Igual podría pensarse de las políticas sobre cultivos ilícitos, enmarcadas de modo inamovible, por encima de las manifestaciones públicas del propio Presidente, dentro de los parámetros de la guerra contra las drogas decretada por Washington. Nuestro optimismo sin embargo no decae, pese a las reiteradas declaraciones oficiales que anuncian límites absolutos a los temas en discusión expresados en los Acuerdos de La Habana. Consideramos natural que la oligarquía se muestre dura a la hora de considerar las reformas que requiere la patria. Las conclusiones definitivas surgirán de los debates, la movilización y la lucha de nuestro pueblo en las calles y demás escenarios de expresión. Creemos incluso que los resultados electorales del pasado 9 de marzo son reflejo de la real condición de la democracia colombiana, un régimen abiertamente excluyente, gangrenado por la corrupción y el clientelismo, diseñado para eternizar los partidos políticos en el poder, mientras tritura las fuerzas democráticas de oposición.
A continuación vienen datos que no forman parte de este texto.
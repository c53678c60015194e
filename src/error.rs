use std::collections::HashMap;
use std::error::Error as StdError;
use std::fmt;

use serde::{Deserialize, Serialize};
use serde_json::Error as SerdeJsonError;
use sqlx::Error as SqlxError;
use std::io::Error as IoError;

/// A structured error that carries a machine-readable code plus free-form
/// context, so operator-facing output can name the item and operation that
/// failed without string-parsing.
#[derive(Debug, Clone, PartialEq, Eq, Serialize, Deserialize)]
pub struct AppError {
    /// Machine readable error code.
    pub code: String,
    /// Human friendly message.
    pub message: String,
    /// Arbitrary key/value pairs that provide additional context.
    #[serde(default, skip_serializing_if = "HashMap::is_empty")]
    pub context: HashMap<String, String>,
    /// Optional nested cause that preserves the error chain.
    #[serde(default, skip_serializing_if = "Option::is_none")]
    pub cause: Option<Box<AppError>>,
}

pub type AppResult<T> = std::result::Result<T, AppError>;

impl AppError {
    /// Default code used when an upstream error does not expose a specific code.
    pub const UNKNOWN_CODE: &'static str = "APP/UNKNOWN";
    /// Code used for errors created from free-form messages.
    pub const GENERIC_CODE: &'static str = "APP/GENERIC";

    pub fn new(code: impl Into<String>, message: impl Into<String>) -> Self {
        AppError {
            code: code.into(),
            message: message.into(),
            context: HashMap::new(),
            cause: None,
        }
    }

    pub fn code(&self) -> &str {
        &self.code
    }

    pub fn message(&self) -> &str {
        &self.message
    }

    pub fn context(&self) -> &HashMap<String, String> {
        &self.context
    }

    pub fn cause(&self) -> Option<&AppError> {
        self.cause.as_deref()
    }

    /// Adds a contextual key/value pair to the error.
    pub fn with_context(mut self, key: impl Into<String>, value: impl Into<String>) -> Self {
        self.context.insert(key.into(), value.into());
        self
    }

    /// Sets the nested cause for the error.
    pub fn with_cause(mut self, cause: impl Into<AppError>) -> Self {
        self.cause = Some(Box::new(cause.into()));
        self
    }
}

impl fmt::Display for AppError {
    fn fmt(&self, f: &mut fmt::Formatter<'_>) -> fmt::Result {
        if self.context.is_empty() {
            write!(f, "[{}] {}", self.code, self.message)
        } else {
            write!(f, "[{}] {} ({:?})", self.code, self.message, self.context)
        }
    }
}

impl StdError for AppError {
    fn source(&self) -> Option<&(dyn StdError + 'static)> {
        self.cause
            .as_deref()
            .map(|cause| cause as &(dyn StdError + 'static))
    }
}

impl From<&str> for AppError {
    fn from(message: &str) -> Self {
        AppError::new(AppError::GENERIC_CODE, message)
    }
}

impl From<String> for AppError {
    fn from(message: String) -> Self {
        AppError::new(AppError::GENERIC_CODE, message)
    }
}

impl From<IoError> for AppError {
    fn from(error: IoError) -> Self {
        let code = format!("IO/{:?}", error.kind());
        let mut app_error = AppError::new(code, error.to_string());
        if let Some(os_code) = error.raw_os_error() {
            app_error = app_error.with_context("os_code", os_code.to_string());
        }
        app_error
    }
}

impl From<SerdeJsonError> for AppError {
    fn from(error: SerdeJsonError) -> Self {
        let code = if error.is_data() {
            "JSON/DATA"
        } else if error.is_syntax() {
            "JSON/SYNTAX"
        } else if error.is_eof() {
            "JSON/EOF"
        } else if error.is_io() {
            "JSON/IO"
        } else {
            "JSON/ERROR"
        };
        AppError::new(code, error.to_string())
    }
}

impl From<SqlxError> for AppError {
    fn from(error: SqlxError) -> Self {
        match error {
            SqlxError::RowNotFound => AppError::new("SQLX/ROW_NOT_FOUND", "Record not found"),
            SqlxError::ColumnNotFound(name) => {
                AppError::new("SQLX/COLUMN_NOT_FOUND", format!("Column not found: {name}"))
            }
            SqlxError::PoolTimedOut => AppError::new(
                "SQLX/POOL_TIMEOUT",
                "Timed out acquiring a database connection",
            ),
            SqlxError::PoolClosed => AppError::new("SQLX/POOL_CLOSED", "Database pool is closed"),
            SqlxError::Io(err) => AppError::from(err).with_context("source", "sqlx"),
            SqlxError::Database(db) => {
                let code = db
                    .code()
                    .map(|code| format!("Sqlite/{code}"))
                    .unwrap_or_else(|| "SQLX/DATABASE".to_string());
                AppError::new(code, db.message().to_string())
            }
            SqlxError::ColumnDecode { index, source } => {
                AppError::new("SQLX/COLUMN_DECODE", source.to_string())
                    .with_context("column_index", index.to_string())
            }
            SqlxError::Decode(decode_err) => AppError::new("SQLX/DECODE", decode_err.to_string()),
            other => AppError::new("SQLX/ERROR", other.to_string()),
        }
    }
}

#[cfg(test)]
mod tests {
    use super::*;

    #[test]
    fn builds_error_with_context_and_cause() {
        let error = AppError::new("TEST/CODE", "Something went wrong")
            .with_context("object_id", "42")
            .with_cause(AppError::from("inner failure"));

        assert_eq!(error.code(), "TEST/CODE");
        assert_eq!(error.context().get("object_id"), Some(&"42".to_string()));
        let cause = error.cause().expect("cause present");
        assert_eq!(cause.code(), AppError::GENERIC_CODE);
    }

    #[test]
    fn io_error_contains_raw_code_when_available() {
        let err = IoError::from_raw_os_error(2);
        let app_error = AppError::from(err);
        assert_eq!(app_error.code(), "IO/NotFound");
        assert_eq!(app_error.context().get("os_code"), Some(&"2".to_string()));
    }

    #[test]
    fn sqlx_row_not_found_translates_to_specific_code() {
        let app_error = AppError::from(SqlxError::RowNotFound);
        assert_eq!(app_error.code(), "SQLX/ROW_NOT_FOUND");
    }

    #[test]
    fn display_includes_code_and_context() {
        let error = AppError::new("TRANSFER/FETCH", "fetch failed").with_context("key", "urn:oid:7");
        let rendered = error.to_string();
        assert!(rendered.starts_with("[TRANSFER/FETCH] fetch failed"));
        assert!(rendered.contains("urn:oid:7"));
    }
}
use std::path::Path;

use sqlx::sqlite::{SqliteConnectOptions, SqliteJournalMode, SqliteSynchronous};
use sqlx::{ConnectOptions, SqlitePool};

use crate::{AppError, AppResult};

/// Open a pool on the metadata catalog.
///
/// The catalog is the source of truth for the migration and must already
/// exist; a missing database is surfaced, never created.
pub async fn open_catalog_pool(path: &Path) -> AppResult<SqlitePool> {
    let opts = SqliteConnectOptions::new()
        .filename(path)
        .create_if_missing(false)
        .journal_mode(SqliteJournalMode::Wal)
        .synchronous(SqliteSynchronous::Full)
        .foreign_keys(true)
        .log_statements(log::LevelFilter::Off);

    let pool = SqlitePool::connect_with(opts).await.map_err(|err| {
        AppError::from(err)
            .with_context("operation", "open_catalog")
            .with_context("path", path.display().to_string())
    })?;

    sqlx::query("PRAGMA busy_timeout = 5000;")
        .execute(&pool)
        .await
        .ok();

    tracing::info!(
        target: "decant",
        event = "catalog_opened",
        path = %path.display(),
    );

    Ok(pool)
}
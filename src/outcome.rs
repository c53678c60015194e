use serde::{Deserialize, Serialize};

/// Per-phase accounting. Exactly one record per catalog entry: an entry
/// either succeeds or fails, never both and never twice, even when several
/// steps for the same entry go wrong.
#[derive(Debug, Clone, Default, PartialEq, Eq, Serialize, Deserialize)]
pub struct PhaseStats {
    pub attempted: u64,
    pub failures: u64,
    /// Identifiers of the failed items, for operator triage.
    #[serde(default, skip_serializing_if = "Vec::is_empty")]
    pub failed: Vec<String>,
}

impl PhaseStats {
    pub fn record_success(&mut self) {
        self.attempted += 1;
    }

    pub fn record_failure(&mut self, item: impl Into<String>) {
        self.attempted += 1;
        self.failures += 1;
        self.failed.push(item.into());
    }

    pub fn is_clean(&self) -> bool {
        self.failures == 0
    }
}

/// Process-wide accumulator for one run. Created at run start, mutated by
/// the phases, read once at the go/no-go decision, then discarded; a failed
/// run is not resumable from this state.
#[derive(Debug, Clone, Default, PartialEq, Eq, Serialize, Deserialize)]
pub struct MigrationOutcome {
    pub structure: PhaseStats,
    pub transfer: PhaseStats,
}
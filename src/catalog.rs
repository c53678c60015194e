use futures::stream::BoxStream;
use sqlx::sqlite::SqliteRow;
use sqlx::{Row, SqlitePool};
use thiserror::Error;

use crate::{AppError, AppResult};

/// Storage ids carrying this tag reference the foreign object backend.
pub const FOREIGN_PREFIX: &str = "object::";
/// Per-user variant of the foreign tag; the remainder is the username.
pub const FOREIGN_USER_PREFIX: &str = "object::user:";
/// Mimetype the catalog uses for directory placeholder rows.
pub const DIRECTORY_MIMETYPE: &str = "httpd/unix-directory";

// Deepest paths first: stamping a parent's mtime must happen after its
// children are created, since mkdir inside a directory updates it.
const DIRECTORY_SQL: &str = "SELECT st.id AS storage_id, fc.fileid, fc.path, fc.storage_mtime \
     FROM filecache fc \
     JOIN storages st ON st.numeric_id = fc.storage \
     JOIN mimetypes mt ON mt.id = fc.mimetype \
     WHERE st.id LIKE 'object::%' AND mt.mimetype = 'httpd/unix-directory' \
     ORDER BY fc.path DESC";

const CONTENT_SQL: &str = "SELECT st.id AS storage_id, fc.fileid, fc.path, fc.storage_mtime \
     FROM filecache fc \
     JOIN storages st ON st.numeric_id = fc.storage \
     JOIN mimetypes mt ON mt.id = fc.mimetype \
     WHERE st.id LIKE 'object::%' AND mt.mimetype != 'httpd/unix-directory' \
     ORDER BY fc.path";

/// Decoded storage-id tag.
///
/// The catalog stores these as prefix-tagged strings; they are decoded once
/// here so the structure and transfer phases never re-parse raw strings.
#[derive(Debug, Clone, PartialEq, Eq)]
pub enum StorageId {
    /// Shared foreign storage, e.g. `object::store:bucket1`.
    ForeignShared { tail: String },
    /// Per-user foreign storage, e.g. `object::user:alice`.
    ForeignPerUser { user: String },
}

#[derive(Debug, Error, PartialEq, Eq)]
pub enum StorageIdError {
    #[error("storage id `{0}` does not carry the foreign-backend tag")]
    NotForeign(String),
    #[error("per-user storage id `{0}` has an empty user segment")]
    EmptyUser(String),
}

impl StorageId {
    pub fn parse(raw: &str) -> Result<Self, StorageIdError> {
        if let Some(user) = raw.strip_prefix(FOREIGN_USER_PREFIX) {
            if user.is_empty() {
                return Err(StorageIdError::EmptyUser(raw.to_string()));
            }
            return Ok(StorageId::ForeignPerUser {
                user: user.to_string(),
            });
        }
        match raw.strip_prefix(FOREIGN_PREFIX) {
            Some(tail) => Ok(StorageId::ForeignShared {
                tail: tail.to_string(),
            }),
            None => Err(StorageIdError::NotForeign(raw.to_string())),
        }
    }

    pub fn user(&self) -> Option<&str> {
        match self {
            StorageId::ForeignPerUser { user } => Some(user),
            StorageId::ForeignShared { .. } => None,
        }
    }
}

/// One catalog row under management. Whether it is a directory placeholder
/// or file content is carried by which enumeration produced it.
#[derive(Debug, Clone)]
pub struct CatalogEntry {
    pub storage: StorageId,
    pub object_id: i64,
    pub relative_path: String,
    pub mtime: i64,
}

impl CatalogEntry {
    /// Decode a row from either enumeration. A missing column is a catalog
    /// contract violation; an undecodable storage id is a per-row defect
    /// the caller records against that row alone.
    pub fn from_row(row: &SqliteRow) -> AppResult<Self> {
        let raw_storage: String = row
            .try_get("storage_id")
            .map_err(|err| AppError::from(err).with_context("column", "storage_id"))?;
        let object_id: i64 = row
            .try_get("fileid")
            .map_err(|err| AppError::from(err).with_context("column", "fileid"))?;
        let relative_path: String = row
            .try_get("path")
            .map_err(|err| AppError::from(err).with_context("column", "path"))?;
        let mtime: i64 = row
            .try_get("storage_mtime")
            .map_err(|err| AppError::from(err).with_context("column", "storage_mtime"))?;

        let storage = StorageId::parse(&raw_storage).map_err(|err| {
            AppError::new("CATALOG/STORAGE_ID", err.to_string())
                .with_context("fileid", object_id.to_string())
        })?;

        Ok(CatalogEntry {
            storage,
            object_id,
            relative_path,
            mtime,
        })
    }
}

/// Stream the directory placeholder rows stored in the foreign backend.
///
/// Single-pass cursor; issue a fresh call to re-iterate. Stream errors are
/// fatal to the run since the catalog is the source of truth.
pub fn directory_entries(pool: &SqlitePool) -> BoxStream<'_, sqlx::Result<SqliteRow>> {
    sqlx::query(DIRECTORY_SQL).fetch(pool)
}

/// Stream the content rows stored in the foreign backend.
pub fn content_entries(pool: &SqlitePool) -> BoxStream<'_, sqlx::Result<SqliteRow>> {
    sqlx::query(CONTENT_SQL).fetch(pool)
}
Como intérpretes del mismo sentimiento nacional de inconformidad que encabezara Manuel Marulanda Vélez, las FARC-EP reconocemos la necesidad de replantear en profundidad el régimen constitucional vigente. En nuestra opinión un verdadero tratado de paz solamente puede tomar cuerpo en un entramado constitucional nuevo, nacido de la más amplia participación democrática, incluidas las fuerzas alzadas hoy en armas, lo cual debiera quedar consagrado en el Acuerdo Final de la Mesa de Conversaciones. Que las fuerzas extremistas de la derecha, responsables de los peores crímenes de la historia nacional, gozando de todos los derechos que les confiere la impunidad penal vigente, se unan y organicen alrededor de la solución militar y la guerra infinita, no significa que la paz y los anhelos populares sean imposibles. El pueblo colombiano, que conoce su historia de desafueros y horror, terminará por cerrarles el paso.

Las FARC-EP mantendremos siempre vivo el recuerdo de Manuel Marulanda Vélez, trabajando por materializar esa línea de pensamiento que expresó sabia y sencillamente en las palabras finales de su último documento conocido, fechado el 21 de marzo de 2008: “No siendo otro el motivo de la presente, me despido de Ustedes con un fuerte abrazo revolucionario y bolivariano, a la espera de que podamos responder con éxito al clamor nacional en campos y centros urbanos en la lucha por la paz con justicia social y soberanía, utilizando la acción de masas en sus diversas modalidades”.

¡HEMOS JURADO VENCER!… ¡Y VENCEREMOS!

SECRETARIADO DEL ESTADO MAYOR CENTRAL DE LAS FARC-EP

Montañas de Colombia, 26 de marzo de 2014.